▶ PROBLEM REQUIREMENTS
Work out how many lines of the listing hold "once", then state only that count.

▶ DATA FOR THE TASK

* * * *

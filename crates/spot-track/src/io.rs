//! Collaborator seams: frame acquisition, display, recording and the domain
//! event log.
//!
//! The pipeline only ever talks to these traits. Device enumeration policy,
//! container/codec handling and interactive rendering are out of scope; the
//! reference implementations here cover what a run still needs on disk —
//! a timestamped append-only event log and a frame sink that persists the
//! annotated frames of one run.

use std::fs::{File, OpenOptions};
use std::io::Write;
use std::path::{Path, PathBuf};

use chrono::Local;
use thiserror::Error;

use spot_track_core::{FrameError, RgbFrame};

use crate::annotate::Overlay;
use crate::convert;

#[derive(Debug, Error)]
pub enum IoError {
    #[error("i/o failure: {0}")]
    Io(#[from] std::io::Error),

    #[error("image codec failure: {0}")]
    Image(#[from] image::ImageError),

    #[error(transparent)]
    Frame(#[from] FrameError),
}

/// Ordered sequence of fixed-size frames; `None` signals end of stream.
pub trait FrameSource {
    fn next_frame(&mut self) -> Result<Option<RgbFrame>, IoError>;
}

/// Append-only timestamped free-text log of pipeline events. Distinct from
/// diagnostic logging: these records are run output and get persisted.
pub trait EventLog {
    fn log(&mut self, message: &str) -> Result<(), IoError>;
}

/// Flow decision returned by the display collaborator; `Stop` models an
/// external stop signal such as a key press, checked once per iteration.
#[derive(Clone, Copy, Debug, PartialEq, Eq)]
pub enum RenderFlow {
    Continue,
    Stop,
}

/// Interactive display; purely observational, no feedback into the pipeline
/// beyond the stop signal.
pub trait Renderer {
    fn show(&mut self, frame: &RgbFrame, overlays: &[Overlay]) -> Result<RenderFlow, IoError>;
}

/// Recording target for the annotated frames of one run. `finish` must be
/// called exactly once at finalization.
pub trait FrameSink {
    fn write(&mut self, frame: &RgbFrame) -> Result<(), IoError>;
    fn finish(&mut self) -> Result<(), IoError>;
}

/// File-backed event log: one `YYYY-MM-DD HH:MM:SS - message` line per
/// record. The path is explicit configuration; there is no baked-in default.
pub struct FileEventLog {
    file: File,
}

impl FileEventLog {
    pub fn open(path: &Path) -> Result<Self, IoError> {
        let file = OpenOptions::new().create(true).append(true).open(path)?;
        Ok(Self { file })
    }
}

impl EventLog for FileEventLog {
    fn log(&mut self, message: &str) -> Result<(), IoError> {
        let timestamp = Local::now().format("%Y-%m-%d %H:%M:%S");
        writeln!(self.file, "{timestamp} - {message}")?;
        Ok(())
    }
}

/// In-memory event log for tests and headless runs.
#[derive(Default)]
pub struct MemoryEventLog {
    pub records: Vec<String>,
}

impl EventLog for MemoryEventLog {
    fn log(&mut self, message: &str) -> Result<(), IoError> {
        self.records.push(message.to_owned());
        Ok(())
    }
}

/// Renderer that displays nothing and never requests a stop.
#[derive(Default)]
pub struct NullRenderer;

impl Renderer for NullRenderer {
    fn show(&mut self, _frame: &RgbFrame, _overlays: &[Overlay]) -> Result<RenderFlow, IoError> {
        Ok(RenderFlow::Continue)
    }
}

/// Frame source backed by the image files of a directory, consumed in
/// lexicographic order.
pub struct ImageDirSource {
    files: std::vec::IntoIter<PathBuf>,
}

impl ImageDirSource {
    pub fn open(dir: &Path) -> Result<Self, IoError> {
        let mut files: Vec<PathBuf> = std::fs::read_dir(dir)?
            .filter_map(|e| e.ok().map(|e| e.path()))
            .filter(|p| {
                matches!(
                    p.extension().and_then(|e| e.to_str()),
                    Some("png") | Some("jpg") | Some("jpeg") | Some("bmp")
                )
            })
            .collect();
        files.sort();
        Ok(Self {
            files: files.into_iter(),
        })
    }
}

impl FrameSource for ImageDirSource {
    fn next_frame(&mut self) -> Result<Option<RgbFrame>, IoError> {
        let Some(path) = self.files.next() else {
            return Ok(None);
        };
        let img = image::open(&path)?.to_rgb8();
        Ok(Some(convert::frame_from_image(&img)?))
    }
}

/// Recording sink that writes one run into a timestamp-named directory as a
/// numbered PNG sequence plus a small manifest carrying the target frame
/// rate and format identifier. Container muxing is a non-goal; this
/// preserves the frames and the parameters a muxer would need.
pub struct PngDirSink {
    dir: PathBuf,
    fps: f32,
    format: String,
    frames_written: usize,
    finished: bool,
}

impl PngDirSink {
    /// Create `<parent>/output_<timestamp>/` for this run.
    pub fn create(parent: &Path, fps: f32, format: &str) -> Result<Self, IoError> {
        let stamp = Local::now().format("%y-%m-%d_%H-%M-%S");
        let dir = parent.join(format!("output_{stamp}"));
        std::fs::create_dir_all(&dir)?;
        Ok(Self {
            dir,
            fps,
            format: format.to_owned(),
            frames_written: 0,
            finished: false,
        })
    }

    pub fn dir(&self) -> &Path {
        &self.dir
    }
}

impl FrameSink for PngDirSink {
    fn write(&mut self, frame: &RgbFrame) -> Result<(), IoError> {
        let img = convert::image_from_frame(frame);
        let path = self.dir.join(format!("frame_{:06}.png", self.frames_written));
        img.save(&path)?;
        self.frames_written += 1;
        Ok(())
    }

    fn finish(&mut self) -> Result<(), IoError> {
        if self.finished {
            return Ok(());
        }
        let mut manifest = File::create(self.dir.join("manifest.txt"))?;
        writeln!(manifest, "fps={}", self.fps)?;
        writeln!(manifest, "format={}", self.format)?;
        writeln!(manifest, "frames={}", self.frames_written)?;
        self.finished = true;
        Ok(())
    }
}

impl Drop for PngDirSink {
    fn drop(&mut self) {
        // Release path for early exits; errors are already surfaced on the
        // explicit finish call.
        let _ = self.finish();
    }
}

/// Sink that drops frames; for runs where recording is disabled.
#[derive(Default)]
pub struct NullSink;

impl FrameSink for NullSink {
    fn write(&mut self, _frame: &RgbFrame) -> Result<(), IoError> {
        Ok(())
    }

    fn finish(&mut self) -> Result<(), IoError> {
        Ok(())
    }
}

* * * *

▶ WRITTEN ANSWER
2